# What is this in the hole?



## Startingover (Apr 18, 2012)

At Weikiva State park. I’ve seen a lot of endangered gopher tortoises there. Does this look like s tortoise face?


----------



## rogerwh (Mar 1, 2021)

Startingover said:


> At Weikiva State park. I’ve seen a lot of endangered gopher tortoises there. Does this look like s tortoise face?
> View attachment 713156


Looks like a frog or toad to me.


----------



## Texican57 (11 mo ago)

I'll go with frog.

Hole not wide enough for a turtle.

Great picture either way.


----------



## peter1122 (8 mo ago)

Startingover said:


> Does this look like s tortoise face


LOL

If it is a tortoise you should help him out, cause he is STUCK IN THERE


----------



## Startingover (Apr 18, 2012)

peter1122 said:


> LOL
> 
> If it is a tortoise you should help him out, cause he is STUCK IN THERE


I know they’re big but I thought maybe he had a big back door and that was just a window.

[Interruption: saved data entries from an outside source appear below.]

//! CLI output formatting utilities.
//!
//! Provides number rendering in the style of C's `%g`, JSON output, and colored
//! error messages on stderr.

use anyhow::Context;
use clap::ValueEnum;
use owo_colors::{OwoColorize, Stream};

/// Significant digits used when printing numbers.
pub const SIGNIFICANT_DIGITS: usize = 6;

#[derive(Debug, Clone, Copy, Default, ValueEnum)]
pub enum OutputFormat {
  #[default]
  Text,
  Json,
}

impl OutputFormat {
  pub fn is_json(self) -> bool {
    matches!(self, OutputFormat::Json)
  }
}

pub mod symbols {
  pub const ERROR: &str = "✗";
}

/// Render `value` like C's `%g` with `precision` significant digits.
///
/// Fixed notation is used when the decimal exponent lies in `[-4, precision)`,
/// scientific notation otherwise; trailing zeros are dropped in both cases.
pub fn format_general(value: f64, precision: usize) -> String {
  if value.is_nan() {
    return "nan".to_string();
  }
  if value.is_infinite() {
    return if value > 0.0 { "inf" } else { "-inf" }.to_string();
  }
  if value == 0.0 {
    return if value.is_sign_negative() { "-0" } else { "0" }.to_string();
  }

  let precision = precision.max(1);
  // The exponent has to come from the rounded value: 9.999995 prints as 10.
  let scientific = format!("{:.*e}", precision - 1, value);
  let (mantissa, exponent) = scientific.split_once('e').unwrap_or((scientific.as_str(), "0"));
  let exponent: i32 = exponent.parse().unwrap_or(0);

  if exponent < -4 || exponent >= precision as i32 {
    let sign = if exponent < 0 { '-' } else { '+' };
    format!("{}e{}{:02}", trim_fraction(mantissa), sign, exponent.abs())
  } else {
    let decimals = (precision as i32 - 1 - exponent) as usize;
    trim_fraction(&format!("{:.*}", decimals, value)).to_string()
  }
}

/// Render a number the way the CLI prints it.
pub fn format_number(value: f64) -> String {
  format_general(value, SIGNIFICANT_DIGITS)
}

fn trim_fraction(s: &str) -> &str {
  if s.contains('.') {
    s.trim_end_matches('0').trim_end_matches('.')
  } else {
    s
  }
}

pub fn print_error(message: &str) {
  eprintln!(
    "{} {}",
    symbols::ERROR.if_supports_color(Stream::Stderr, |s| s.red()),
    message.if_supports_color(Stream::Stderr, |s| s.red())
  );
}

pub fn print_json<T: serde::Serialize>(value: &T) -> anyhow::Result<()> {
  let json = serde_json::to_string_pretty(value).context("Failed to serialize to JSON")?;
  println!("{}", json);
  Ok(())
}
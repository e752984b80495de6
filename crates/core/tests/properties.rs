//! Numeric properties of the square root backends.

use proptest::prelude::*;
use sqrt_core::{Backend, approximate_sqrt, max_relative_error, precise_sqrt, table_len};

/// `|root^2 - x| / max(x, 1)`, computed without overflowing near `f64::MAX`.
fn squared_error(root: f64, x: f64) -> f64 {
  if x > 1.0 {
    ((root / x) * root - 1.0).abs()
  } else {
    (root * root - x).abs()
  }
}

proptest! {
  #[test]
  fn approximation_is_non_negative_and_bounded(x in 0.0f64..1e12) {
    let root = approximate_sqrt(x);
    prop_assert!(root >= 0.0);
    prop_assert!(squared_error(root, x) < 0.05, "sqrt({}) = {}", x, root);
  }

  #[test]
  fn approximation_is_bounded_for_any_positive_float(x in proptest::num::f64::POSITIVE | proptest::num::f64::NORMAL | proptest::num::f64::SUBNORMAL) {
    let root = approximate_sqrt(x);
    prop_assert!(root >= 0.0);
    prop_assert!(squared_error(root, x) < 0.05, "sqrt({}) = {}", x, root);
  }

  #[test]
  fn negative_inputs_are_nan(x in proptest::num::f64::NEGATIVE) {
    prop_assert!(approximate_sqrt(x).is_nan());
  }

  #[test]
  fn backends_agree_closely(x in 1e-6f64..1e9) {
    let approx = Backend::Table.implementation().sqrt(x);
    let precise = Backend::Precise.implementation().sqrt(x);
    prop_assert!(
      (approx - precise).abs() / precise <= max_relative_error(),
      "sqrt({}): {} vs {}",
      x,
      approx,
      precise
    );
  }

  #[test]
  fn approximation_is_deterministic(x in 0.0f64..1e6) {
    prop_assert_eq!(approximate_sqrt(x).to_bits(), approximate_sqrt(x).to_bits());
  }
}

#[test]
fn zero_maps_to_zero() {
  assert_eq!(approximate_sqrt(0.0), 0.0);
  assert_eq!(precise_sqrt(0.0), 0.0);
}

#[test]
fn table_length_supports_six_digit_output() {
  assert!(table_len() >= 2048);
  assert!(max_relative_error() < 1e-6);
}

#[test]
fn shared_across_threads() {
  let handles: Vec<_> = (1..=8)
    .map(|i| std::thread::spawn(move || Backend::Table.implementation().sqrt((i * i) as f64)))
    .collect();

  for (i, handle) in (1..=8).zip(handles) {
    assert_eq!(handle.join().unwrap(), i as f64);
  }
}
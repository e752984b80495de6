//! build.rs - Generates the square root seed table
//!
//! Writes `sqrt_table.rs` into `OUT_DIR`; `src/table.rs` pulls it in with
//! `include!`. Set `SQRT_TABLE_LEN` to build with a table of another length.

use std::path::PathBuf;

use sqrt_tablegen::{DEFAULT_TABLE_LEN, parse_len, write_table};

fn main() {
  println!("cargo:rerun-if-changed=build.rs");
  println!("cargo:rerun-if-env-changed=SQRT_TABLE_LEN");

  let len = match std::env::var("SQRT_TABLE_LEN") {
    Ok(raw) => parse_len(&raw).unwrap_or_else(|e| panic!("SQRT_TABLE_LEN: {}", e)),
    Err(_) => DEFAULT_TABLE_LEN,
  };

  let out_dir = PathBuf::from(std::env::var_os("OUT_DIR").expect("OUT_DIR is set by cargo"));
  let path = out_dir.join("sqrt_table.rs");

  if let Err(e) = write_table(len, &path) {
    panic!("{}", e);
  }
}
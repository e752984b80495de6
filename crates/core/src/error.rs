//! Error types for sqrt-core

use thiserror::Error;

/// Errors from parsing a backend name
#[derive(Debug, Error, PartialEq, Eq)]
pub enum BackendParseError {
  #[error("unknown sqrt backend '{0}' (expected 'table' or 'precise')")]
  Unknown(String),
}
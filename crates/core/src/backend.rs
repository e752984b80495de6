//! Square root backends.
//!
//! Both implementations sit behind [`SquareRoot`]; [`Backend`] names them so the
//! choice can be made once, from a cargo feature or from runtime configuration.

use std::fmt;
use std::str::FromStr;

use tracing::trace;

use crate::error::BackendParseError;
use crate::table;

/// A square root implementation.
///
/// Implementations are total over IEEE-754: negative inputs give NaN, and NaN or
/// infinite inputs propagate the way `f64::sqrt` does.
pub trait SquareRoot: Send + Sync {
  /// Short identifier, matching the [`Backend`] name.
  fn name(&self) -> &'static str;

  /// Square root of `x`.
  fn sqrt(&self, x: f64) -> f64;
}

/// Delegates to the platform `f64::sqrt`.
#[derive(Debug, Clone, Copy, Default)]
pub struct PreciseSqrt;

impl SquareRoot for PreciseSqrt {
  fn name(&self) -> &'static str {
    Backend::Precise.as_str()
  }

  fn sqrt(&self, x: f64) -> f64 {
    precise_sqrt(x)
  }
}

/// Seeds from the generated table and refines with one Newton-Raphson step.
#[derive(Debug, Clone, Copy, Default)]
pub struct TableSqrt;

impl SquareRoot for TableSqrt {
  fn name(&self) -> &'static str {
    Backend::Table.as_str()
  }

  fn sqrt(&self, x: f64) -> f64 {
    approximate_sqrt(x)
  }
}

/// Platform square root.
#[inline]
pub fn precise_sqrt(x: f64) -> f64 {
  x.sqrt()
}

/// Table-seeded square root with a single Newton-Raphson refinement.
///
/// `x` is scaled by an exact power of four into the table's domain, the entry at
/// the floor of the scaled value seeds the estimate, and one step of
/// `e = (e + y / e) / 2` refines it before the scale is undone. Zero (of either
/// sign) and `+inf` are returned unchanged; negative and NaN inputs give NaN.
pub fn approximate_sqrt(x: f64) -> f64 {
  if x.is_nan() || x < 0.0 {
    return f64::NAN;
  }
  if x == 0.0 || x == f64::INFINITY {
    return x;
  }

  let (y, k) = table::reduce(x);
  let seed = table::seed(y);
  let refined = 0.5 * (seed + y / seed);
  let result = refined * 2f64.powi(-k);

  trace!(x, y, seed, result, "computed approximate sqrt");
  result
}

/// The available square root implementations.
#[derive(Debug, Clone, Copy, PartialEq, Eq, Hash)]
pub enum Backend {
  /// Table-seeded approximation ([`TableSqrt`])
  Table,
  /// Platform square root ([`PreciseSqrt`])
  Precise,
}

impl Backend {
  pub const ALL: [Backend; 2] = [Backend::Table, Backend::Precise];

  pub const fn as_str(&self) -> &'static str {
    match self {
      Backend::Table => "table",
      Backend::Precise => "precise",
    }
  }

  /// The implementation this backend names.
  pub fn implementation(self) -> &'static dyn SquareRoot {
    match self {
      Backend::Table => &TableSqrt,
      Backend::Precise => &PreciseSqrt,
    }
  }
}

impl Default for Backend {
  #[cfg(feature = "table")]
  fn default() -> Self {
    Backend::Table
  }

  #[cfg(not(feature = "table"))]
  fn default() -> Self {
    Backend::Precise
  }
}

impl fmt::Display for Backend {
  fn fmt(&self, f: &mut fmt::Formatter<'_>) -> fmt::Result {
    write!(f, "{}", self.as_str())
  }
}

impl FromStr for Backend {
  type Err = BackendParseError;

  fn from_str(s: &str) -> Result<Self, Self::Err> {
    match s.trim().to_ascii_lowercase().as_str() {
      "table" => Ok(Backend::Table),
      "precise" => Ok(Backend::Precise),
      _ => Err(BackendParseError::Unknown(s.to_string())),
    }
  }
}

/// Square root using the default backend.
pub fn sqrt(x: f64) -> f64 {
  Backend::default().implementation().sqrt(x)
}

I don’t know their construction habits. 😉

Or it could’ve been a landslide and he was clawing his way out.


----------



## chandler48 (Jun 5, 2017)

Noodle him.


----------



## wrangler (Oct 9, 2008)

Startingover said:


> What is this in the hole?



I know better than to play that game! 🤣


----------



## Nik333 (Mar 1, 2015)

Gecko? Big eyes.


----------